Dataset content ::
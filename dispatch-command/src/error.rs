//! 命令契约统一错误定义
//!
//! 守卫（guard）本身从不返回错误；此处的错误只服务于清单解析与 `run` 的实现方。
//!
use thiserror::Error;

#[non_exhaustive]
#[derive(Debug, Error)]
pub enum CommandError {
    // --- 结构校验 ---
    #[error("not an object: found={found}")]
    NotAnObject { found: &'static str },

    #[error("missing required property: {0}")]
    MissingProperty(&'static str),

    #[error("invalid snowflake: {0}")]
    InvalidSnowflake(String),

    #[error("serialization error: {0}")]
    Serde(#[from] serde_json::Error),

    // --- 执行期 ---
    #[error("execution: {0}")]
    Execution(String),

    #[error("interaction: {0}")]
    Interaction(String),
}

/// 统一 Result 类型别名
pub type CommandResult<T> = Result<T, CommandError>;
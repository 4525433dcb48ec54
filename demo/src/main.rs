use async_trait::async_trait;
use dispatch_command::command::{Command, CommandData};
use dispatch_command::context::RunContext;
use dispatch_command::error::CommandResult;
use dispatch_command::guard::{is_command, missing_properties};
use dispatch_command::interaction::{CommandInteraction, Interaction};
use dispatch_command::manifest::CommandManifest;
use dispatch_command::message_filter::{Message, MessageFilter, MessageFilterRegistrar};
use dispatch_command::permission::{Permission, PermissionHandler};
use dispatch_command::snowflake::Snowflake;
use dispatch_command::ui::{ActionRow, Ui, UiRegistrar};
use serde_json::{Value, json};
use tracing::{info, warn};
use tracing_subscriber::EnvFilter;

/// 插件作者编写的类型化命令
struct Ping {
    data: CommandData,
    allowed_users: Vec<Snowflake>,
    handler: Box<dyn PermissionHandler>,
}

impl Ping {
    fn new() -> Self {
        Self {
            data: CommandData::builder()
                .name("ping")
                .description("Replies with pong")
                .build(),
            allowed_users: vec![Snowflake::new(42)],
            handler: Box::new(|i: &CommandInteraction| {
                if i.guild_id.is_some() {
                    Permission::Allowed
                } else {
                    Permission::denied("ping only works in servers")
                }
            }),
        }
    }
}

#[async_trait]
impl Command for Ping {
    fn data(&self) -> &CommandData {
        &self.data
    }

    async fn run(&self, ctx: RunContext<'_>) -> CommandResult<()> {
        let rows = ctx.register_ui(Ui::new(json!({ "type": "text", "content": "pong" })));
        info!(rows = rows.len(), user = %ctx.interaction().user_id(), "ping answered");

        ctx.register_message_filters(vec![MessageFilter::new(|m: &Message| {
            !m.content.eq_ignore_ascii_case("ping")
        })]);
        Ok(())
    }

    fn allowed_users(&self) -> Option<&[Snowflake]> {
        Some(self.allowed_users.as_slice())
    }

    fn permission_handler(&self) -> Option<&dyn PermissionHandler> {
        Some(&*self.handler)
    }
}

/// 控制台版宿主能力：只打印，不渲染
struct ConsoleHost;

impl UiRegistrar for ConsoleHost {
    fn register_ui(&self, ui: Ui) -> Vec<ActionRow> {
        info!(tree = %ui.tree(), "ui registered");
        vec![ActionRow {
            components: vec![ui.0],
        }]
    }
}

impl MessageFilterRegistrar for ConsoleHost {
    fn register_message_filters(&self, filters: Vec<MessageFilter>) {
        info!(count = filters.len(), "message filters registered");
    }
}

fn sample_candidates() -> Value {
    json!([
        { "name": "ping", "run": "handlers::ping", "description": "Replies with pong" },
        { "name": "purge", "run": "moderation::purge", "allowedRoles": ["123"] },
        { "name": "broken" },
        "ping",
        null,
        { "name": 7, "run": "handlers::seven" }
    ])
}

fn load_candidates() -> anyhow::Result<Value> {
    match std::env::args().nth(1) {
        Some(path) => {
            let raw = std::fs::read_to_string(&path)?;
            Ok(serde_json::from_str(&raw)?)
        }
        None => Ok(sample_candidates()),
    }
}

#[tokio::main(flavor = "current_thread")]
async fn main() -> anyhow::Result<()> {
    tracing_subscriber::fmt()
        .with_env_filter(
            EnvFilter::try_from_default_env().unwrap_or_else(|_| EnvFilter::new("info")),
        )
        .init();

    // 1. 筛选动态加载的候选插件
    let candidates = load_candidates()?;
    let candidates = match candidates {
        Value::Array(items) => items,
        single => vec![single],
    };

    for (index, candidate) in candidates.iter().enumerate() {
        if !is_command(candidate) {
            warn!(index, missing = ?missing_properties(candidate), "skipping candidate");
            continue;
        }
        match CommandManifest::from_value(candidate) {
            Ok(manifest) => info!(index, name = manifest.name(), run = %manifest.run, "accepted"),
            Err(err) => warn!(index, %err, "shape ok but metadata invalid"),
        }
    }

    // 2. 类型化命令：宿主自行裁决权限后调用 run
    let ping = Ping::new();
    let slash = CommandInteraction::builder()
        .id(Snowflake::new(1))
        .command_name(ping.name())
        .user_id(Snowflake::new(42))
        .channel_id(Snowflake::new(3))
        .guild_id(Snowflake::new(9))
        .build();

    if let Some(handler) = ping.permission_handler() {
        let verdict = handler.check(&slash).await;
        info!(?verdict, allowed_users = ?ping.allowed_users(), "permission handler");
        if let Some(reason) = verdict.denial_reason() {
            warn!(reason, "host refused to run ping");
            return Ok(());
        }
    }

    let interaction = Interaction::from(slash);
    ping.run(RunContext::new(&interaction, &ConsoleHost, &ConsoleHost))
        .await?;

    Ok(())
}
--
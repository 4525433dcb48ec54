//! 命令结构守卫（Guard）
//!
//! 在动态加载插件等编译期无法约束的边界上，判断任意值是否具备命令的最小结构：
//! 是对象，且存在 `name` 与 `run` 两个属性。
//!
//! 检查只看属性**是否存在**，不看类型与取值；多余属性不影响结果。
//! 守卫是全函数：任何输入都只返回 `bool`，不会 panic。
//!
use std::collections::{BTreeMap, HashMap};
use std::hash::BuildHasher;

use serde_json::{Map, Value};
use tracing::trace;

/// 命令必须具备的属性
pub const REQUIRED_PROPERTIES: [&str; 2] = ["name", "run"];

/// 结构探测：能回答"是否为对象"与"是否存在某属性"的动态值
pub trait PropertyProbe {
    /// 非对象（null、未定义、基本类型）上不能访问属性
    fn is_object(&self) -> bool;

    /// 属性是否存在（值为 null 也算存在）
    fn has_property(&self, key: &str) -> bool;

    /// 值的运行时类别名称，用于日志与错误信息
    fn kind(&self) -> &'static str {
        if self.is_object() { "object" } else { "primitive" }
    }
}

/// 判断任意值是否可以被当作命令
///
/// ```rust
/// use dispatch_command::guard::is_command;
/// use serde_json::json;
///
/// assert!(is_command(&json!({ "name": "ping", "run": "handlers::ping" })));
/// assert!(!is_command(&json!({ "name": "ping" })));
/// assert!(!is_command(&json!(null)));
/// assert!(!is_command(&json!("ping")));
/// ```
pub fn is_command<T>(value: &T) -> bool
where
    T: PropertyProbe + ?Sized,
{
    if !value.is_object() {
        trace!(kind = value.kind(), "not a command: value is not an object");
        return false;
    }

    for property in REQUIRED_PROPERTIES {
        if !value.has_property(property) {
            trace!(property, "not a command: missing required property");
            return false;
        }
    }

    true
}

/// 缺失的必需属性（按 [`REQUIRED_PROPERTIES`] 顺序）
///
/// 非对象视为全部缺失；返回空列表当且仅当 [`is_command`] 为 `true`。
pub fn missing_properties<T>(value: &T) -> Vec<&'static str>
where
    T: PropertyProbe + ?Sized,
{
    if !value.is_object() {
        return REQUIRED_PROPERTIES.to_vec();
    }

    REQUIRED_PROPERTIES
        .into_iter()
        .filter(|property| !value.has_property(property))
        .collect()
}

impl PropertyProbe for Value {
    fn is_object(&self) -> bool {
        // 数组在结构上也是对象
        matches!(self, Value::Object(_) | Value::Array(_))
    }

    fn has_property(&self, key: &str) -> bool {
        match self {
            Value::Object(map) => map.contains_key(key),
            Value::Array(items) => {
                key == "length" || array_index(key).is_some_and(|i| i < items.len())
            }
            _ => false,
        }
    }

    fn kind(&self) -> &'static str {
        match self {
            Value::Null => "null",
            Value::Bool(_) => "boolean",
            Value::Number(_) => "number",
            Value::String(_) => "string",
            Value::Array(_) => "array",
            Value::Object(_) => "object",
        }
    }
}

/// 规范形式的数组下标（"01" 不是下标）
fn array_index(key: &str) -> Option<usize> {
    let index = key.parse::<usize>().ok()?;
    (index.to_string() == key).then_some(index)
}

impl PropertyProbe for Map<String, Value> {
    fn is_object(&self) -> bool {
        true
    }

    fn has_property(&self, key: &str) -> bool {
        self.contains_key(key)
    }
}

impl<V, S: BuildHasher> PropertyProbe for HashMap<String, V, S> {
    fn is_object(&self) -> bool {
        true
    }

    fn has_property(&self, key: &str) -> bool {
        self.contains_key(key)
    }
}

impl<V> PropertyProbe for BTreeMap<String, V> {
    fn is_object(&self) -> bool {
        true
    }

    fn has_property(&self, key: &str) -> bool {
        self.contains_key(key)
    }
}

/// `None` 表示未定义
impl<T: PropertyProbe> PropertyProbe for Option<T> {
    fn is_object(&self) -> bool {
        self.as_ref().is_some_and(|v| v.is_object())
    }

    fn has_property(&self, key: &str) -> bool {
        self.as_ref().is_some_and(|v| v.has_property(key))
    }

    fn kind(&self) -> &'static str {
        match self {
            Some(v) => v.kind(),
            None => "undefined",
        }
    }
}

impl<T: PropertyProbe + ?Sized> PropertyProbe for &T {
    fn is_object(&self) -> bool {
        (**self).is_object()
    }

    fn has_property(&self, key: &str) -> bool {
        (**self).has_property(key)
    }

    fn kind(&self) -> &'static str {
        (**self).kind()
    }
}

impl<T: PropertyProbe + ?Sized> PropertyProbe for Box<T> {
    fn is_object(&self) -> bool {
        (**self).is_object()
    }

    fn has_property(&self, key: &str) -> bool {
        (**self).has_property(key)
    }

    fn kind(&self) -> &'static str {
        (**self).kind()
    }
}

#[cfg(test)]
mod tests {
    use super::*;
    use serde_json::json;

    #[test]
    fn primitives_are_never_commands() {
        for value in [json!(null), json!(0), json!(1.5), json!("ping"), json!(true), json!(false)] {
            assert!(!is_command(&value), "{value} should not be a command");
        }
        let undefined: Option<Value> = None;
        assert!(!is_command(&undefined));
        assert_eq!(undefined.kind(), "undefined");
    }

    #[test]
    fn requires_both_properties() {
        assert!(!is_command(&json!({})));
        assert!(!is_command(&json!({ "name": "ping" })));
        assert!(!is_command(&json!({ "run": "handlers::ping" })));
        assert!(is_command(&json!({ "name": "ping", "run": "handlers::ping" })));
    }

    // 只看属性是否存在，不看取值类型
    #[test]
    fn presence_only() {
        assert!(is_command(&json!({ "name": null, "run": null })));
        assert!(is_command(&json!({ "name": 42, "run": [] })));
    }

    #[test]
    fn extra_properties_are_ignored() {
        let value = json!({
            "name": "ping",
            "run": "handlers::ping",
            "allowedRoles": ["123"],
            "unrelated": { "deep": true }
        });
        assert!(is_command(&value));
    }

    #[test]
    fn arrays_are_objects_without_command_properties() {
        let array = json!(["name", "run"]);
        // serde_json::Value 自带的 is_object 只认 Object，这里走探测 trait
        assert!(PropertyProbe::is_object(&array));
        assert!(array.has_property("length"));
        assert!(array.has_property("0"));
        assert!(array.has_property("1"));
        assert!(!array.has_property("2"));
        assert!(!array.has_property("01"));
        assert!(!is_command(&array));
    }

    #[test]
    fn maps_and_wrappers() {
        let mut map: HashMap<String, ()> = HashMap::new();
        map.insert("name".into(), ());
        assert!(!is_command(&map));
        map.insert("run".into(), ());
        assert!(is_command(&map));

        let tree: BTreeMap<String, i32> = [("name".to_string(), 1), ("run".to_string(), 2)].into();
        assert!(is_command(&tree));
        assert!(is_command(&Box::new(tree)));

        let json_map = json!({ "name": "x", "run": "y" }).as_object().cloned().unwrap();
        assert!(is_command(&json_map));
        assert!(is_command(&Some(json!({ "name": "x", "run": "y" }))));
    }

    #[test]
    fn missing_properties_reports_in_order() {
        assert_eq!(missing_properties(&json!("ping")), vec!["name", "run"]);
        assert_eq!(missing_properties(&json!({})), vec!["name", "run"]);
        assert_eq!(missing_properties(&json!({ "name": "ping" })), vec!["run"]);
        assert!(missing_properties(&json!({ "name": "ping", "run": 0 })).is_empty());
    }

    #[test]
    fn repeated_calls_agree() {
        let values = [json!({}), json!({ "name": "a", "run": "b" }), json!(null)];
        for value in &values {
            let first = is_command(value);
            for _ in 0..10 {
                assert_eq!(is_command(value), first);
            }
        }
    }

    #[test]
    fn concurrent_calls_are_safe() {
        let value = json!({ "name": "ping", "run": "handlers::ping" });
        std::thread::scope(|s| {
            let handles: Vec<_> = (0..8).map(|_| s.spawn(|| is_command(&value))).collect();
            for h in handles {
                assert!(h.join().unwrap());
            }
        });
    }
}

Problem details :: Above are the records. Print exactly, and only, the lines from the line with "filename dispatch-command/src/error.rs" to the line with "use dispatch_command::manifest::CommandManifest;", both inclusive.

Result of the task ::
filename dispatch-command/src/error.rs
//! 命令契约统一错误定义
//!
//! 守卫（guard）本身从不返回错误；此处的错误只服务于清单解析与 `run` 的实现方。
//!
use thiserror::Error;

#[non_exhaustive]
#[derive(Debug, Error)]
pub enum CommandError {
    // --- 结构校验 ---
    #[error("not an object: found={found}")]
    NotAnObject { found: &'static str },

    #[error("missing required property: {0}")]
    MissingProperty(&'static str),

    #[error("invalid snowflake: {0}")]
    InvalidSnowflake(String),

    #[error("serialization error: {0}")]
    Serde(#[from] serde_json::Error),

    // --- 执行期 ---
    #[error("execution: {0}")]
    Execution(String),

    #[error("interaction: {0}")]
    Interaction(String),
}

/// 统一 Result 类型别名
pub type CommandResult<T> = Result<T, CommandError>;
repository 4525433dcb48ec54
filename demo/src/main.rs
use async_trait::async_trait;
use dispatch_command::command::{Command, CommandData};
use dispatch_command::context::RunContext;
use dispatch_command::error::CommandResult;
use dispatch_command::guard::{is_command, missing_properties};
use dispatch_command::interaction::{CommandInteraction, Interaction};
use dispatch_command::manifest::CommandManifest;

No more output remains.